» Your assignment
Find every line below with the word "const". Then give only how many there are.

» Supplied material
########
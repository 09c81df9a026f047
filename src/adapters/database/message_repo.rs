use crate::adapters::database::records::{MessageRecord, PopulatedMessageRecord};
use crate::domain::message::{Message, NewMessage, PopulatedMessage};
use crate::error::Result;
use sqlx::PgConnection;
use time::OffsetDateTime;
use uuid::Uuid;

const MESSAGE_COLUMNS: &str = r#"id, chat_id, sender_id, message_type, content, file_url, file_name, file_size,
    mime_type, thumbnail_url, is_video_note, "timestamp""#;

#[derive(Clone, Debug, Default)]
pub struct MessageRepository {}

impl MessageRepository {
    #[must_use]
    pub const fn new() -> Self {
        Self {}
    }

    /// Records a new message in the database.
    ///
    /// # Errors
    /// Returns `AppError::Database` if the insert fails.
    #[tracing::instrument(level = "debug", skip(self, conn, message))]
    pub(crate) async fn create(
        &self,
        conn: &mut PgConnection,
        chat_id: Uuid,
        sender_id: Uuid,
        message: &NewMessage,
        timestamp: OffsetDateTime,
    ) -> Result<Message> {
        let media = message.media.as_ref();
        let record = sqlx::query_as::<_, MessageRecord>(&format!(
            r#"
            INSERT INTO messages (id, chat_id, sender_id, message_type, content, file_url, file_name, file_size,
                                  mime_type, thumbnail_url, is_video_note, "timestamp")
            VALUES ($1, $2, $3, $4, $5, $6, $7, $8, $9, $10, $11, $12)
            RETURNING {MESSAGE_COLUMNS}
            "#
        ))
        .bind(Uuid::now_v7())
        .bind(chat_id)
        .bind(sender_id)
        .bind(message.message_type.as_str())
        .bind(&message.content)
        .bind(media.map(|m| m.file_url.as_str()))
        .bind(media.and_then(|m| m.file_name.as_deref()))
        .bind(media.and_then(|m| m.file_size))
        .bind(media.and_then(|m| m.mime_type.as_deref()))
        .bind(media.and_then(|m| m.thumbnail_url.as_deref()))
        .bind(message.is_video_note)
        .bind(timestamp)
        .fetch_one(conn)
        .await?;

        Ok(record.into())
    }

    /// Finds a message only if it belongs to `chat_id`.
    ///
    /// # Errors
    /// Returns `AppError::Database` if the query fails.
    #[tracing::instrument(level = "debug", skip(self, conn))]
    pub(crate) async fn find_in_chat(
        &self,
        conn: &mut PgConnection,
        chat_id: Uuid,
        message_id: Uuid,
    ) -> Result<Option<Message>> {
        let record = sqlx::query_as::<_, MessageRecord>(&format!(
            "SELECT {MESSAGE_COLUMNS} FROM messages WHERE id = $1 AND chat_id = $2"
        ))
        .bind(message_id)
        .bind(chat_id)
        .fetch_optional(conn)
        .await?;

        Ok(record.map(Into::into))
    }

    /// # Errors
    /// Returns `AppError::Database` if the deletion fails.
    #[tracing::instrument(level = "debug", skip(self, conn))]
    pub(crate) async fn delete(&self, conn: &mut PgConnection, message_id: Uuid) -> Result<bool> {
        let result = sqlx::query("DELETE FROM messages WHERE id = $1").bind(message_id).execute(conn).await?;
        Ok(result.rows_affected() == 1)
    }

    /// Whether any message, in any chat, still points at `file_url`.
    ///
    /// # Errors
    /// Returns `AppError::Database` if the query fails.
    #[tracing::instrument(level = "debug", skip(self, conn))]
    pub(crate) async fn file_in_use(&self, conn: &mut PgConnection, file_url: &str) -> Result<bool> {
        let in_use = sqlx::query_scalar::<_, bool>("SELECT EXISTS (SELECT 1 FROM messages WHERE file_url = $1)")
            .bind(file_url)
            .fetch_one(conn)
            .await?;
        Ok(in_use)
    }

    /// The chat's messages with their senders, oldest first.
    ///
    /// # Errors
    /// Returns `AppError::Database` if the query fails.
    #[tracing::instrument(level = "debug", skip(self, conn))]
    pub(crate) async fn list_populated(&self, conn: &mut PgConnection, chat_id: Uuid) -> Result<Vec<PopulatedMessage>> {
        let records = sqlx::query_as::<_, PopulatedMessageRecord>(
            r#"
            SELECT m.id, m.chat_id, m.sender_id, m.message_type, m.content, m.file_url, m.file_name, m.file_size,
                   m.mime_type, m.thumbnail_url, m.is_video_note, m."timestamp",
                   u.username AS sender_username, u.mobile AS sender_mobile
            FROM messages m
            JOIN users u ON u.id = m.sender_id
            WHERE m.chat_id = $1
            ORDER BY m."timestamp" ASC, m.id ASC
            "#,
        )
        .bind(chat_id)
        .fetch_all(conn)
        .await?;

        Ok(records.into_iter().map(Into::into).collect())
    }
}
########
» Answer to this exercise
2